Итак, мы уже всемером едем на охоту.
– M-eur, – говорит мне дорогою канадец, – я бесконечно счастлив, что могу говорить с вами по-французски! Мне кажется, точно я теперь в родном Квебеке.
– А вы разве любите Францию? – спросил я, протягивая свою руку, которая вся исчезла в широкой ладони охотника.
– Люблю ли я Францию? Да мы все в душе считаем себя французами.
– Ладно, мой милый соотечественник! Мы поболтаем тогда с вами, когда так.
Менее чем через час мы очутились в настоящем охотничьем рае. Со всех сторон раздавалось веселое щебетанье неисчислимых стай разноцветных птичек. По земле прыгали целые стада кенгуру штук в двести и более. На ветках порхали белые попугаи и какаду, оглушавшие нас своим пронзительным криком. Голубые журавли и дикие лисицы мелькали между ногами, а в волнах озера, к которому мы неожиданно вышли, плескались и играли пышные лебеди и пеликаны.
Ни Кроули, ни я никогда не видали ничего подобного. Мы сначала опешили от такого зрелища и не знали, на что прежде обратить свое внимание. Даже Мирадор стал в тупик перед таким обилием дичи: он вертится, бегает сломя голову между кустами, трясется. Умные глаза ищейки разгорелись. Дичь чуть не сама летит к нам.
– Тише, тише, Мирадор! – кричу я, заметив, что он вдруг заволновался. – Что ты там нашел?
Собака издает глухое ворчание и стремглав бросается вперед, беспрестанно обнюхивая следы какого-то животного.
– Ищи, ищи, Мирадор!
Я бегу следом за нею, держа палец на спуске курка, среди оглушительных криков летающих надо мною какаду.
Преследуемое животное забивается в самую чащу, путает следы, кружится – словом, так ловко увертывается, что я начинаю приходить в отчаяние.
– Пиль, моя собака! Пиль! – ору я во все горло.

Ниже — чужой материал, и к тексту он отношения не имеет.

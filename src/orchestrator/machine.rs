//! State machine driving one transformation attempt at a time.

use crate::credential::ValidatedCredential;
use crate::error::{Blocker, Result, StudioError};
use crate::image::{GeneratedImage, SourceImage};
use crate::orchestrator::progress::{ProgressTicker, DEFAULT_PROGRESS_INTERVAL, LOADING_MESSAGES};
use crate::orchestrator::state::{Status, TransformState};
use crate::remote::StudioClient;
use crate::request::TransformationRequest;
use crate::style::{StyleCatalog, StyleDescriptor};
use std::sync::Arc;
use std::time::Duration;
use tokio::sync::watch;

/// Collects inputs, runs transformations and tracks their outcome.
///
/// Only one attempt can be in flight; inputs are frozen while it runs.
pub struct Orchestrator {
    client: Arc<dyn StudioClient>,
    catalog: StyleCatalog,
    selected: usize,
    credential: Option<ValidatedCredential>,
    image: Option<SourceImage>,
    instructions: String,
    state: TransformState,
    ticker: Option<ProgressTicker>,
    progress_interval: Duration,
}

impl Orchestrator {
    /// Creates an idle orchestrator with the catalog's first style selected.
    pub fn new(client: Arc<dyn StudioClient>, catalog: StyleCatalog) -> Self {
        Self {
            client,
            catalog,
            selected: 0,
            credential: None,
            image: None,
            instructions: String::new(),
            state: TransformState::Idle,
            ticker: None,
            progress_interval: DEFAULT_PROGRESS_INTERVAL,
        }
    }

    /// Sets how often the progress message rotates.
    pub fn with_progress_interval(mut self, interval: Duration) -> Self {
        self.progress_interval = interval;
        self
    }

    /// Current state.
    pub fn state(&self) -> &TransformState {
        &self.state
    }

    /// Current status tag.
    pub fn status(&self) -> Status {
        self.state.status()
    }

    /// The style catalog.
    pub fn catalog(&self) -> &StyleCatalog {
        &self.catalog
    }

    /// The selected style.
    pub fn selected_style(&self) -> &StyleDescriptor {
        &self.catalog.styles()[self.selected]
    }

    /// The loaded source image.
    pub fn image(&self) -> Option<&SourceImage> {
        self.image.as_ref()
    }

    /// Free-text instructions for the next attempt.
    pub fn instructions(&self) -> &str {
        &self.instructions
    }

    /// Whether a validated credential is available.
    pub fn has_credential(&self) -> bool {
        self.credential.is_some()
    }

    fn ensure_idle_inputs(&self) -> Result<()> {
        if self.state.is_loading() {
            return Err(StudioError::Rejected(Blocker::InFlight));
        }
        Ok(())
    }

    /// Adopts a credential accepted by the credential store.
    pub fn set_credential(&mut self, credential: ValidatedCredential) -> Result<()> {
        self.ensure_idle_inputs()?;
        self.credential = Some(credential);
        Ok(())
    }

    /// Loads a new source image, discarding any previous outcome.
    pub fn set_image(&mut self, image: SourceImage) -> Result<()> {
        self.ensure_idle_inputs()?;
        self.image = Some(image);
        self.state = TransformState::Idle;
        Ok(())
    }

    /// Replaces the free-text instructions.
    pub fn set_instructions(&mut self, instructions: impl Into<String>) -> Result<()> {
        self.ensure_idle_inputs()?;
        self.instructions = instructions.into();
        Ok(())
    }

    /// Selects a style by id.
    pub fn select_style(&mut self, id: &str) -> Result<()> {
        self.ensure_idle_inputs()?;
        self.selected = self
            .catalog
            .position(id)
            .ok_or_else(|| StudioError::InvalidRequest(format!("unknown style: {id}")))?;
        Ok(())
    }

    /// What currently prevents [`Orchestrator::begin`], if anything.
    pub fn blocker(&self) -> Option<Blocker> {
        if self.state.is_loading() {
            Some(Blocker::InFlight)
        } else if self.image.is_none() {
            Some(Blocker::NoImage)
        } else if self.credential.is_none() {
            Some(Blocker::NotValidated)
        } else {
            None
        }
    }

    /// Enters `Loading` and returns the request to send.
    ///
    /// Rejected without any state change when no image is loaded, no
    /// credential has been validated, or an attempt is already running.
    /// Must be called inside a tokio runtime; otherwise it fails with
    /// [`StudioError::Runtime`] and the state stays as it was.
    pub fn begin(&mut self) -> Result<TransformationRequest> {
        if let Some(blocker) = self.blocker() {
            tracing::debug!(%blocker, "transformation start rejected");
            return Err(StudioError::Rejected(blocker));
        }
        let image = self
            .image
            .clone()
            .ok_or(StudioError::Rejected(Blocker::NoImage))?;

        let ticker = ProgressTicker::start(LOADING_MESSAGES.len(), self.progress_interval)?;
        let request =
            TransformationRequest::new(image, self.selected_style(), self.instructions.clone());
        self.ticker = Some(ticker);
        self.state = TransformState::Loading;
        tracing::debug!(style = %request.style_id(), "transformation started");
        Ok(request)
    }

    /// Sends `request` to the remote service. Does not change state.
    pub async fn execute(&self, request: &TransformationRequest) -> Result<GeneratedImage> {
        let credential = self
            .credential
            .as_ref()
            .ok_or(StudioError::Rejected(Blocker::NotValidated))?;
        self.client.transform(credential.expose(), request).await
    }

    /// Resolves the running attempt with its outcome.
    ///
    /// Outcomes arriving outside `Loading` are ignored.
    pub fn finish(&mut self, outcome: Result<GeneratedImage>) -> &TransformState {
        if !self.state.is_loading() {
            tracing::warn!(status = %self.state.status(), "ignoring outcome outside loading");
            return &self.state;
        }
        if let Some(ticker) = self.ticker.take() {
            ticker.cancel();
        }

        self.state = match outcome {
            Ok(image) => {
                tracing::info!(
                    style = %self.selected_style().id,
                    size_bytes = image.size(),
                    duration_ms = ?image.metadata.duration_ms,
                    "transformation succeeded"
                );
                TransformState::Success(image)
            }
            Err(e) => {
                tracing::error!(style = %self.selected_style().id, "transformation failed: {e}");
                TransformState::Error(e.user_message())
            }
        };
        &self.state
    }

    /// Runs one full attempt: begin, remote call, finish.
    pub async fn run(&mut self) -> Result<&TransformState> {
        let request = self.begin()?;
        let outcome = self.execute(&request).await;
        Ok(self.finish(outcome))
    }

    /// Returns to `Idle`, clearing the image, outcome and instructions.
    pub fn reset(&mut self) -> Result<()> {
        self.ensure_idle_inputs()?;
        self.image = None;
        self.instructions.clear();
        self.state = TransformState::Idle;
        Ok(())
    }

    /// The rotating status message, only while loading.
    pub fn progress_message(&self) -> Option<&'static str> {
        let ticker = self.ticker.as_ref().filter(|_| self.state.is_loading())?;
        LOADING_MESSAGES.get(ticker.index()).copied()
    }

    /// Index updates for the rotating message, only while loading.
    ///
    /// The receiver reports closed once the attempt resolves.
    pub fn progress_updates(&self) -> Option<watch::Receiver<usize>> {
        self.ticker.as_ref().map(ProgressTicker::subscribe)
    }
}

Заинтересованные странною охотою, ко мне присоединяются товарищи. Мы вместе бросаемся по следам собаки. Преследуемое животное, величиною с добрую кошку, прыгает подобно жабе, делая чудовищные прыжки. Однако неутомимый Мирадор не отстает от него. Вдруг, на наших глазах, добыча испускает дикий крик, подобный карканью вороны, и тяжело взлетает на воздух при помощи пары крыльев, лишенных перьев. Мы раскрываем рот от удивления: зверь – и вдруг летает, точно птица! Между тем странное животное садится на верхушке одного дерева. Мы стреляем, но безуспешно. Наши ружья заряжены дробью, а последняя не может пробить толстой шкуры. Дробь живо заменяется пулями. Мы осторожно подкрадываемся к стволу дерева, на котором сидит животное, свесив свой хвост. Но четвероногая птица не ждет нас. Едва мы успели сделать два шага, как она тяжело взмахнула своими крыльями и отлетела на семьдесят сажен от нас. Однако, видимо, и ею овладела усталость. Полет ее сделался медленнее, взмахи крыльев слабее, голос уже не так резок. Она опускается на первую попавшуюся ветку.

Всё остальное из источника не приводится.